The principled stand! Both languages make the right decision for their use case. Swift's Optionals are much more commonly encountered than Haskell's Maybe (because of Cocoa), and so the language's syntax design optimizes for dealing with Optional. They're more central to Swift than its ADTs.
-- Probably nothing like in Swift
instance (Num a , Integral a) => Num (Maybe a) where
fromInteger x = Just (fromIntegral x)
main = print $ 5 == (Just 5) check :: Int -> Bool
check x = x == (Just x)
main = print (check 5)
I get a compile error: Main.hs:7:17: error:
• Couldn't match expected type ‘Int’ with actual type ‘Maybe Int’
• In the second argument of ‘(==)’, namely ‘(Just x)’
In the expression: x == (Just x)
In an equation for ‘check’: check x = x == (Just x)Why in the world would you want those two to be equal when they obviously don't represent the same thing?
That doesn't make sense, not even if they have the exact same memory representation, in which case I'm pretty sure it has been a compromise, which would mean you're still dealing with `null` with some lipstick on it, making that type behave inconsistently with other types in the language.
This kind of misguided convenience is exactly why equality tests in most languages are in general a clusterfuck.
This is the difference between normal people and theoretical computer scientists, summarized in one sentence.
Because I care for intended use, not ontology.
I should have been clear about CPSing things first so I didn't need to eta-expand :)
And they are different because the types say so.
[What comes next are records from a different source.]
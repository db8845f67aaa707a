//! Random sources and particle seeding.
//!
//! The field draws every random attribute through [`RandomSource`], so tests
//! can hand it a seeded generator while the window host uses entropy:
//!
//! ```ignore
//! use rand::{rngs::SmallRng, SeedableRng};
//!
//! let field = ParticleField::new(config, SmallRng::seed_from_u64(7));
//! ```

use std::f32::consts::TAU;

use glam::Vec2;
use rand::rngs::SmallRng;
use rand::{Rng, RngCore, SeedableRng};

use crate::color::Color;
use crate::config::FieldConfig;
use crate::particle::Particle;

/// Source of uniform random numbers for particle seeding.
///
/// Implemented for every [`rand::RngCore`], so any `rand` generator works.
pub trait RandomSource {
    /// Uniform `f32` in `[0, 1)`.
    fn next_unit(&mut self) -> f32;

    /// Uniform index in `0..len`. `len` must be non-zero.
    fn next_index(&mut self, len: usize) -> usize {
        let i = (self.next_unit() * len as f32) as usize;
        i.min(len - 1)
    }

    /// Uniform `f32` in `[min, max)`.
    #[inline]
    fn next_range(&mut self, min: f32, max: f32) -> f32 {
        min + (max - min) * self.next_unit()
    }

    /// `1.0` or `-1.0` with equal probability.
    #[inline]
    fn next_sign(&mut self) -> f32 {
        if self.next_unit() < 0.5 {
            -1.0
        } else {
            1.0
        }
    }
}

impl<R: RngCore + ?Sized> RandomSource for R {
    #[inline]
    fn next_unit(&mut self) -> f32 {
        self.gen::<f32>()
    }

    #[inline]
    fn next_index(&mut self, len: usize) -> usize {
        self.gen_range(0..len)
    }
}

/// Generator seeded from OS entropy, for production use.
pub fn entropy_rng() -> SmallRng {
    SmallRng::from_entropy()
}

/// Generator with a fixed seed, for reproducible fields.
pub fn seeded_rng(seed: u64) -> SmallRng {
    SmallRng::seed_from_u64(seed)
}

/// Draw one particle inside a `width x height` surface.
///
/// Draw order is fixed (position, size, velocity, opacity, color, rotation,
/// rotation speed) so equal seeds give equal particles.
pub fn spawn_particle<R: RandomSource + ?Sized>(
    config: &FieldConfig,
    width: f32,
    height: f32,
    rng: &mut R,
) -> Particle {
    let position = Vec2::new(rng.next_unit() * width, rng.next_unit() * height);
    let size = config.size.lerp(rng.next_unit());

    let vx = config.speed.lerp(rng.next_unit()) * rng.next_sign();
    let vy = config.speed.lerp(rng.next_unit()) * rng.next_sign();

    let opacity = config.opacity.lerp(rng.next_unit());
    let color = pick_color(&config.palette, rng);
    let rotation = rng.next_unit() * TAU;
    let rotation_speed = rng.next_range(-config.rotation_speed_max, config.rotation_speed_max);

    Particle {
        position,
        velocity: Vec2::new(vx, vy),
        size,
        opacity,
        color,
        rotation,
        rotation_speed,
    }
}

/// Seed a full collection for a surface of the given logical size.
pub fn spawn_particles<R: RandomSource + ?Sized>(
    config: &FieldConfig,
    width: f32,
    height: f32,
    rng: &mut R,
) -> Vec<Particle> {
    let count = config.particle_count(width, height);
    (0..count)
        .map(|_| spawn_particle(config, width, height, rng))
        .collect()
}

fn pick_color<R: RandomSource + ?Sized>(palette: &[Color], rng: &mut R) -> Color {
    match palette.len() {
        0 => Color::WHITE,
        len => palette[rng.next_index(len)],
    }
}

#[cfg(test)]
mod tests {
    use super::*;

    /// Cycles through a fixed list of unit samples.
    struct Sequence {
        values: Vec<f32>,
        next: usize,
    }

    impl RandomSource for Sequence {
        fn next_unit(&mut self) -> f32 {
            let v = self.values[self.next % self.values.len()];
            self.next += 1;
            v
        }
    }

    #[test]
    fn test_spawn_respects_bands() {
        let config = FieldConfig::default();
        let mut rng = seeded_rng(11);

        for p in spawn_particles(&config, 1280.0, 720.0, &mut rng) {
            assert!(p.position.x >= 0.0 && p.position.x < 1280.0);
            assert!(p.position.y >= 0.0 && p.position.y < 720.0);
            assert!(config.size.contains(p.size));
            assert!(config.speed.contains(p.velocity.x.abs()));
            assert!(config.speed.contains(p.velocity.y.abs()));
            assert!(config.opacity.contains(p.opacity));
            assert!(config.palette.contains(&p.color));
            assert!(p.rotation >= 0.0 && p.rotation < TAU);
            assert!(p.rotation_speed.abs() <= config.rotation_speed_max);
        }
    }

    #[test]
    fn test_spawn_count_follows_config() {
        let config = FieldConfig::default();
        let mut rng = seeded_rng(1);
        assert_eq!(spawn_particles(&config, 1280.0, 720.0, &mut rng).len(), 61);
        assert_eq!(spawn_particles(&config, 0.0, 720.0, &mut rng).len(), 0);
    }

    #[test]
    fn test_same_seed_same_particles() {
        let config = FieldConfig::default();
        let a = spawn_particles(&config, 800.0, 600.0, &mut seeded_rng(42));
        let b = spawn_particles(&config, 800.0, 600.0, &mut seeded_rng(42));
        assert_eq!(a, b);

        let c = spawn_particles(&config, 800.0, 600.0, &mut seeded_rng(43));
        assert_ne!(a, c);
    }

    #[test]
    fn test_custom_source_drives_attributes() {
        let config = FieldConfig::default();
        let mut rng = Sequence {
            values: vec![0.5, 0.25, 0.0, 0.75, 0.99, 0.2, 0.0, 0.5, 0.0, 0.0, 0.5],
            next: 0,
        };
        let p = spawn_particle(&config, 100.0, 40.0, &mut rng);

        assert_eq!(p.position, Vec2::new(50.0, 10.0));
        assert_eq!(p.size, config.size.min);
        // 0.75 -> speed, 0.99 -> positive sign
        assert!(p.velocity.x > 0.0);
        // 0.2 -> speed, 0.0 -> negative sign
        assert!(p.velocity.y < 0.0);
        assert_eq!(p.opacity, config.opacity.min + 0.5 * (config.opacity.max - config.opacity.min));
        assert_eq!(p.color, config.palette[0]);
        assert_eq!(p.rotation, 0.0);
        assert_eq!(p.rotation_speed, 0.0);
    }

    #[test]
    fn test_next_index_bounds() {
        let mut rng = Sequence {
            values: vec![0.0, 0.999_999, 0.5],
            next: 0,
        };
        assert_eq!(rng.next_index(4), 0);
        assert_eq!(rng.next_index(4), 3);
        assert_eq!(rng.next_index(4), 2);
    }
}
By allowing them to be equal, you're implicitly converting one into the other. That's weak typing by definition, a hole in the type system that can be abused.
So why have types at all? Dynamic typing is much more convenient and Clojure deals with nulls by conventions just fine.
Again, it's the use that makes it a safe guard, not its ontology.
>And they are different because the types say so. By allowing them to be equal, you're implicitly converting one into the other.
Which is fine sometimes, when you explicitly need to do it a lot.
>That's weak typing by definition, a hole in the type system that can be abused.
Any examples of how A = Just A can be abused in any meaningful way?
>So why have types at all?
Because I don't believe in the Slippery Slope fallacy, and some types are better than no types at all, but exceptions can be OK too.